[Saved data entries]
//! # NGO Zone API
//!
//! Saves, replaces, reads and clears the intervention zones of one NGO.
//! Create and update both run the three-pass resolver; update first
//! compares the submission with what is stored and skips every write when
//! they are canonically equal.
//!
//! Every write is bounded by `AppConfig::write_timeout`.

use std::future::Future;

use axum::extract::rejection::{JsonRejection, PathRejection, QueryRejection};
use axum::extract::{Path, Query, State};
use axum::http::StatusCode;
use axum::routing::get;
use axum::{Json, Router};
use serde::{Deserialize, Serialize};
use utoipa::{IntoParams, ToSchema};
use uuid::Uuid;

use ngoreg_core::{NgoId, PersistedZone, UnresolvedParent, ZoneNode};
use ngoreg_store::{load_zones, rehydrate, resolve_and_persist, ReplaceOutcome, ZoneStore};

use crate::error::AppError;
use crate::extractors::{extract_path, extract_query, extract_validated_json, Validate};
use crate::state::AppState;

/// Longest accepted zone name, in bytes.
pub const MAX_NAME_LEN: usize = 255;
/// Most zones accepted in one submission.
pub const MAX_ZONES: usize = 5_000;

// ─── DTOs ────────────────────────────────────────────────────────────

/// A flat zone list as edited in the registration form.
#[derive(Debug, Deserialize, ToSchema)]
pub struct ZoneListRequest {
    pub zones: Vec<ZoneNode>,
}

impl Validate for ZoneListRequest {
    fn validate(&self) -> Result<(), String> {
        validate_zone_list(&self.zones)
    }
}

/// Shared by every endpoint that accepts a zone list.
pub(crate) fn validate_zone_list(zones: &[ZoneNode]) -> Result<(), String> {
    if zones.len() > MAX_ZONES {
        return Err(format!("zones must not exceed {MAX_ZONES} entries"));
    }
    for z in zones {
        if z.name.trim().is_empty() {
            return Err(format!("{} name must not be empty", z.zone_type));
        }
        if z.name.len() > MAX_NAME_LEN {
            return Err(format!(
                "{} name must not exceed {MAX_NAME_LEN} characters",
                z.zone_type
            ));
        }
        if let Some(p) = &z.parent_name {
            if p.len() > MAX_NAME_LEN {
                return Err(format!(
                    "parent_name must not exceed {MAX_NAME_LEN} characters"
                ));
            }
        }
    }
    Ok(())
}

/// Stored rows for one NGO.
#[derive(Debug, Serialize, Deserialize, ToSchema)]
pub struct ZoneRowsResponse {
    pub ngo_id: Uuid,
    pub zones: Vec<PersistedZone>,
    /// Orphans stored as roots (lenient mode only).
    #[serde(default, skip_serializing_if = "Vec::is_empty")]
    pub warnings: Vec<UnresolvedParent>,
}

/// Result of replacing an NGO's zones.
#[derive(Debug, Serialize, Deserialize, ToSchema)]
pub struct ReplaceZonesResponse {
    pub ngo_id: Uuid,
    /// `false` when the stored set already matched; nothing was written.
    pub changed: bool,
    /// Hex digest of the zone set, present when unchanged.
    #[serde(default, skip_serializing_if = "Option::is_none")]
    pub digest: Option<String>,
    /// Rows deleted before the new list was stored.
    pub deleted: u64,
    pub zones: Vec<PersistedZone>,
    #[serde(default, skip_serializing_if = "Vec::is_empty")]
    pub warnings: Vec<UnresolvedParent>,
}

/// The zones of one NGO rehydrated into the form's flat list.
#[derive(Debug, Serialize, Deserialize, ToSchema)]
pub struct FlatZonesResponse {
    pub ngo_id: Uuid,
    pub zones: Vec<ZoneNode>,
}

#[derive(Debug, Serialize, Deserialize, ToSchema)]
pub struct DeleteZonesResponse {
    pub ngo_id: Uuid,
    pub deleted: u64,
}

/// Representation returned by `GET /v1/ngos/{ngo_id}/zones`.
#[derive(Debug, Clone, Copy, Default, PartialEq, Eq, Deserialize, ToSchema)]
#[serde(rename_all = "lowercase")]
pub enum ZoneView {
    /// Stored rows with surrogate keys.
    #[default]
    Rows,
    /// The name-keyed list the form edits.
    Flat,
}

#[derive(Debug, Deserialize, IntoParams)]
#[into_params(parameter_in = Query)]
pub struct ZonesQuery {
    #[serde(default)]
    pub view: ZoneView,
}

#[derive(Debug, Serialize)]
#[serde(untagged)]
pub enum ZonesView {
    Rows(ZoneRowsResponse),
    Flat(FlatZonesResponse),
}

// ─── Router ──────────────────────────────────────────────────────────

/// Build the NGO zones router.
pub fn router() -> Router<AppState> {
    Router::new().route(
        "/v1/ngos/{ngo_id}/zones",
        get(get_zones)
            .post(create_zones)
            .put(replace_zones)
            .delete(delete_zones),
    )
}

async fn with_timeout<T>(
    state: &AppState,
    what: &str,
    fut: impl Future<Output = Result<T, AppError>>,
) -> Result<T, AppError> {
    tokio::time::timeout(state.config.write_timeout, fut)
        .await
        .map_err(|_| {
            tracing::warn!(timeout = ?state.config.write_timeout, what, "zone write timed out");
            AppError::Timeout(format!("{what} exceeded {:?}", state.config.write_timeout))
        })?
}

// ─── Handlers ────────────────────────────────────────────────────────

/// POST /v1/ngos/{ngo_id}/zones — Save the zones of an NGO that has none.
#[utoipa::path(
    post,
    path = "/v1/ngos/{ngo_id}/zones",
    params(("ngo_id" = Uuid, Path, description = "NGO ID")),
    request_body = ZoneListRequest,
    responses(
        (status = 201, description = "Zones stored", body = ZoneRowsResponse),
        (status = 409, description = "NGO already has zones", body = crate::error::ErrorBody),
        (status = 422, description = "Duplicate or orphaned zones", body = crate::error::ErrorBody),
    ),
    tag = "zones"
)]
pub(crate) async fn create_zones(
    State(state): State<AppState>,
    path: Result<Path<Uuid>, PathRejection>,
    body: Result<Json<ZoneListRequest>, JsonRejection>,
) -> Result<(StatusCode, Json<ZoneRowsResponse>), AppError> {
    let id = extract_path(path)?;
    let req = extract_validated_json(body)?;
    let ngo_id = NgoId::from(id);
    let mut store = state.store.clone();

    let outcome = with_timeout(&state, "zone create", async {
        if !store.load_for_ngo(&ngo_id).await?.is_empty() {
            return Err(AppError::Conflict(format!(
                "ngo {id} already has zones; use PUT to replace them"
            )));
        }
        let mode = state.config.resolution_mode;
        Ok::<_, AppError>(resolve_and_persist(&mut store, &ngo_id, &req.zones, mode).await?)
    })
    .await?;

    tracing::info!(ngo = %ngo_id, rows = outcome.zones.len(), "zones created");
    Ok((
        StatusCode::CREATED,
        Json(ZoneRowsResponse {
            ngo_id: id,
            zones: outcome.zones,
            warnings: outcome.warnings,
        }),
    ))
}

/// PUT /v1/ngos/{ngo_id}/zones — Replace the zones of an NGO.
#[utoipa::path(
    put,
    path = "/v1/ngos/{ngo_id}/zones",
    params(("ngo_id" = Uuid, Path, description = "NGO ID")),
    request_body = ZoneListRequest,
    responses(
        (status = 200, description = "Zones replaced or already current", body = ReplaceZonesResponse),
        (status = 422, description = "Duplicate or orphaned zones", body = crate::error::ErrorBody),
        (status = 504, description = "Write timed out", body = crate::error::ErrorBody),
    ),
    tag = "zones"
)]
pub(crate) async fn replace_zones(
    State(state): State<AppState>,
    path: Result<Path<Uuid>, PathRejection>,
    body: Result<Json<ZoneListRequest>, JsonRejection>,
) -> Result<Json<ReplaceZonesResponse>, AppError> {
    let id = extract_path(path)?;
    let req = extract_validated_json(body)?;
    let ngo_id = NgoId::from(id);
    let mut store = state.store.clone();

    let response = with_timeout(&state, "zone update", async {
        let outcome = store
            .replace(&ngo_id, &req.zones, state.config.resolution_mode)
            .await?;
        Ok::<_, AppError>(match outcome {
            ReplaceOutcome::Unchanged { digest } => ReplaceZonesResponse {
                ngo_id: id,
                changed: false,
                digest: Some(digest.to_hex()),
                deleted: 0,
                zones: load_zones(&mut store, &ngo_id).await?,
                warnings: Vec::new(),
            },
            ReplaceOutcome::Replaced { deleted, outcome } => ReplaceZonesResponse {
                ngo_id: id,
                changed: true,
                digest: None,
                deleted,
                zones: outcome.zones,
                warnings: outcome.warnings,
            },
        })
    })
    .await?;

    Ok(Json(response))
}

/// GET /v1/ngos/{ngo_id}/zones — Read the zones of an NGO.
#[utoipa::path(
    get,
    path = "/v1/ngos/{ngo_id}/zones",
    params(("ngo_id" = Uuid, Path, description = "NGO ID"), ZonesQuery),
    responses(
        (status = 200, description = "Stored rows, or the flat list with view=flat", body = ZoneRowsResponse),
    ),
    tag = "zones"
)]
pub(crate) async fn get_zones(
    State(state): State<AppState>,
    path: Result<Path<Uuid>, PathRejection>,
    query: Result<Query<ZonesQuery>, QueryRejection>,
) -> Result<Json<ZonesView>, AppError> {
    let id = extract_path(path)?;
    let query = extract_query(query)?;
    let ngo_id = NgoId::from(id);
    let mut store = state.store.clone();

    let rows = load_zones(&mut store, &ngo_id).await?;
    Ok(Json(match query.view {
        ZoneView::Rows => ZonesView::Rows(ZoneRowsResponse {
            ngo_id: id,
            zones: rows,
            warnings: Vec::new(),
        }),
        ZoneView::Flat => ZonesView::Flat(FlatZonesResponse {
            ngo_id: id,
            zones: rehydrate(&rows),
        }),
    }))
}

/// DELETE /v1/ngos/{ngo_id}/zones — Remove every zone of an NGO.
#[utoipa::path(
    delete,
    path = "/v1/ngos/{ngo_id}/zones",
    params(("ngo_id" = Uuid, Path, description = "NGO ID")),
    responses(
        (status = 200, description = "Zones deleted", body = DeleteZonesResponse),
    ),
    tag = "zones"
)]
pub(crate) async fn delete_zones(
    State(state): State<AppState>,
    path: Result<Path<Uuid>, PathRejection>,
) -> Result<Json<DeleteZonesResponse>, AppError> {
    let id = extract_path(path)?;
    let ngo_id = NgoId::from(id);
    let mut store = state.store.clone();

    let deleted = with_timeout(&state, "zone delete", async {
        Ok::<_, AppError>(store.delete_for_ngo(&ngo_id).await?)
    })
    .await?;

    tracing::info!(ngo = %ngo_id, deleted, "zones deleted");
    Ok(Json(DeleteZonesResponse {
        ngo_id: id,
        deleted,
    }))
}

- PROMPT: Check each line above for the string "description" and copy the ones that have it.

- TASK ANSWER:
    params(("ngo_id" = Uuid, Path, description = "NGO ID")),
        (status = 201, description = "Zones stored", body = ZoneRowsResponse),
        (status = 409, description = "NGO already has zones", body = crate::error::ErrorBody),
        (status = 422, description = "Duplicate or orphaned zones", body = crate::error::ErrorBody),
    params(("ngo_id" = Uuid, Path, description = "NGO ID")),
        (status = 200, description = "Zones replaced or already current", body = ReplaceZonesResponse),
        (status = 422, description = "Duplicate or orphaned zones", body = crate::error::ErrorBody),
        (status = 504, description = "Write timed out", body = crate::error::ErrorBody),
    params(("ngo_id" = Uuid, Path, description = "NGO ID"), ZonesQuery),
        (status = 200, description = "Stored rows, or the flat list with view=flat", body = ZoneRowsResponse),
    params(("ngo_id" = Uuid, Path, description = "NGO ID")),
        (status = 200, description = "Zones deleted", body = DeleteZonesResponse),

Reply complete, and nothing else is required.